Schwierige Lage für ukrainische Truppen
Selenskyj und andere ukrainische Politiker appellierten in den vergangenen Tagen an westliche Verbündete, schleunigst mehr schwere Waffen und Geschosse zu schicken. Denn der Konflikt in der Ostukraine entwickelt sich zu einem Artillerie-Duell, in dem die russische Armee dank grösserer Waffen- und Munitionsbestände einen Vorteil hat. Die russischen Truppen verzeichnen nach ukrainischen und westlichen Schätzungen weiter hohe Verluste. Selenskyj sprach am Samstag in seiner täglichen Videoansprache von bisher rund 32'000 getöteten russischen Soldaten. Am Vortag hatte einer seiner Berater die Verluste der ukrainischen Armee seit der russischen Invasion am 24. Februar auf etwa 10'000 Getötete beziffert.
Renten und Versorger-Rechnungen in Rubel
Zugleich versucht Russland, besetzte Gebiete schnell an sich zu binden. So sollen im besetzten südukrainischen Gebiet Cherson Renten bald in russischen Rubel gezahlt werden, wie der russische Verwaltungschef Wladimir Saldo am Samstag im Nachrichtendienst Telegram verkündete. Das gelte auch für Rechnungen von Energie- und Wasserversorgern - die bis zur Umstellung kostenlos sein würden. Am Samstag wurden den ersten 23 Einwohnern der Region russische Pässe ausgehändigt. Rund 7000 weitere hätten einen russischen Pass beantragt, hiess es. Selenskyj sagte in seiner Ansprache, russische Pässe seien dort so etwas wie «ein Ticket zur Flucht», da die ukrainische Armee im Gebiet Cherson Fortschritte mache.
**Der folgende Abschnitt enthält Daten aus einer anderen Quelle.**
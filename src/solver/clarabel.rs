//! # Clarabel Backend
//!
//! $$
//! \min \tfrac{1}{2}x^\top P x + q^\top x \quad \text{s.t.} \quad Ax + s = b,\ s \in \mathcal{K}
//! $$
//!
//! Maps a [`QpProblem`] onto Clarabel's conic form: the equality rows land in
//! the zero cone, the inequality rows in the nonnegative cone.

use clarabel::algebra::CscMatrix;
use clarabel::solver::DefaultSettingsBuilder;
use clarabel::solver::DefaultSolver;
use clarabel::solver::IPSolver;
use clarabel::solver::SolverStatus;
use clarabel::solver::SupportedConeT;
use ndarray::Array1;
use ndarray::Array2;

use super::QpSolver;
use super::SolveFailure;
use super::SolveOptions;
use crate::qp::QpProblem;

/// The real convex-QP backend.
#[derive(Clone, Copy, Debug, Default)]
pub struct ClarabelQpSolver;

impl ClarabelQpSolver {
  pub fn new() -> Self {
    Self
  }
}

impl QpSolver for ClarabelQpSolver {
  fn solve(&self, problem: &QpProblem, options: &SolveOptions) -> Result<Array1<f64>, SolveFailure> {
    let n = problem.n();
    let n_eq = problem.a.nrows();
    let n_ineq = problem.g.nrows();

    let p = upper_triangle_csc(&problem.p);
    let a = stacked_csc(&problem.a, &problem.g);

    let q = problem.q.to_vec();
    let mut b = problem.b.to_vec();
    b.extend(problem.h.iter());

    let mut cones = Vec::new();
    if n_eq > 0 {
      cones.push(SupportedConeT::ZeroConeT(n_eq));
    }
    if n_ineq > 0 {
      cones.push(SupportedConeT::NonnegativeConeT(n_ineq));
    }

    let settings = DefaultSettingsBuilder::default()
      .verbose(options.verbose)
      .max_iter(options.max_iter)
      .time_limit(options.time_limit)
      .tol_gap_abs(options.tol_gap_abs)
      .tol_gap_rel(options.tol_gap_rel)
      .build()
      .map_err(|e| SolveFailure::Internal(format!("invalid solver settings: {e}")))?;

    let mut solver = DefaultSolver::new(&p, &q, &a, &b, &cones, settings);
    solver.solve();

    match solver.solution.status {
      SolverStatus::Solved => Ok(Array1::from(solver.solution.x[..n].to_vec())),
      SolverStatus::PrimalInfeasible => Err(SolveFailure::Infeasible),
      SolverStatus::DualInfeasible => Err(SolveFailure::Unbounded),
      SolverStatus::MaxTime => Err(SolveFailure::TimedOut),
      other => Err(SolveFailure::Internal(format!(
        "solver stopped with status {other:?}"
      ))),
    }
  }
}

/// Convert the upper triangle of a symmetric dense matrix to CSC.
///
/// Clarabel expects the quadratic term in upper-triangular form.
fn upper_triangle_csc(m: &Array2<f64>) -> CscMatrix<f64> {
  let n = m.ncols();
  let mut col_ptr = Vec::with_capacity(n + 1);
  let mut row_idx = Vec::new();
  let mut values = Vec::new();

  col_ptr.push(0);
  for j in 0..n {
    for i in 0..=j {
      if m[[i, j]] != 0.0 {
        row_idx.push(i);
        values.push(m[[i, j]]);
      }
    }
    col_ptr.push(row_idx.len());
  }

  CscMatrix::new(n, n, col_ptr, row_idx, values)
}

/// Stack two dense constraint blocks row-wise and convert to CSC.
fn stacked_csc(top: &Array2<f64>, bottom: &Array2<f64>) -> CscMatrix<f64> {
  let n = top.ncols();
  let rows = top.nrows() + bottom.nrows();
  let mut col_ptr = Vec::with_capacity(n + 1);
  let mut row_idx = Vec::new();
  let mut values = Vec::new();

  col_ptr.push(0);
  for j in 0..n {
    for i in 0..top.nrows() {
      if top[[i, j]] != 0.0 {
        row_idx.push(i);
        values.push(top[[i, j]]);
      }
    }
    for i in 0..bottom.nrows() {
      if bottom[[i, j]] != 0.0 {
        row_idx.push(top.nrows() + i);
        values.push(bottom[[i, j]]);
      }
    }
    col_ptr.push(row_idx.len());
  }

  CscMatrix::new(rows, n, col_ptr, row_idx, values)
}

#[cfg(test)]
mod tests {
  use ndarray::array;

  use super::*;
  use crate::qp::formulate;

  #[test]
  fn binding_target_splits_uncorrelated_equal_variances() {
    let mean = array![0.1, 0.2];
    let cov = array![[0.04, 0.0], [0.0, 0.04]];
    let problem = formulate(&mean, &cov, 0.15);

    let w = ClarabelQpSolver::new()
      .solve(&problem, &SolveOptions::default())
      .unwrap();

    assert!((w[0] - 0.5).abs() < 1e-6);
    assert!((w[1] - 0.5).abs() < 1e-6);
  }

  #[test]
  fn slack_target_recovers_inverse_variance_weights() {
    let mean = array![0.1, 0.2];
    let cov = array![[0.01, 0.0], [0.0, 0.04]];
    let problem = formulate(&mean, &cov, 0.05);

    let w = ClarabelQpSolver::new()
      .solve(&problem, &SolveOptions::default())
      .unwrap();

    assert!((w[0] - 0.8).abs() < 1e-6);
    assert!((w[1] - 0.2).abs() < 1e-6);
  }

  #[test]
  fn unreachable_target_is_infeasible() {
    let mean = array![0.1, 0.2];
    let cov = array![[0.04, 0.0], [0.0, 0.04]];
    let problem = formulate(&mean, &cov, 0.3);

    let failure = ClarabelQpSolver::new()
      .solve(&problem, &SolveOptions::default())
      .unwrap_err();

    assert_eq!(failure, SolveFailure::Infeasible);
  }

  #[test]
  fn upper_triangle_drops_lower_entries() {
    let m = array![[4.0, 1.0], [1.0, 9.0]];
    let csc = upper_triangle_csc(&m);

    assert_eq!(csc.colptr, vec![0, 1, 3]);
    assert_eq!(csc.rowval, vec![0, 0, 1]);
    assert_eq!(csc.nzval, vec![4.0, 1.0, 9.0]);
  }
}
Kandidaten-Status für Ukraine wird auch EU stärker machen
Selenskyj warb noch einmal für den EU-Beitritt seines Landes. Er sei überzeugt, dass mit der Entscheidung über einen Kandidatenstatus für die Ukraine auch die Europäische Union gestärkt werden könne. EU-Kommissionschefin Ursula von der Leyen hatte bei einem Besuch in Kiew am Samstag gesagt, die Auswertung des Beitrittsantrags der Ukraine werde Ende der kommenden Woche abgeschlossen. Ihre Behörde soll eine Empfehlung mit Blick auf einen möglichen Kandidaten-Status für das Land abgeben. Die Ukraine hofft, dass sie diesen beim Gipfeltreffen der Staats- und Regierungschefs der EU am 23. und 24. Juni zuerkannt bekommt.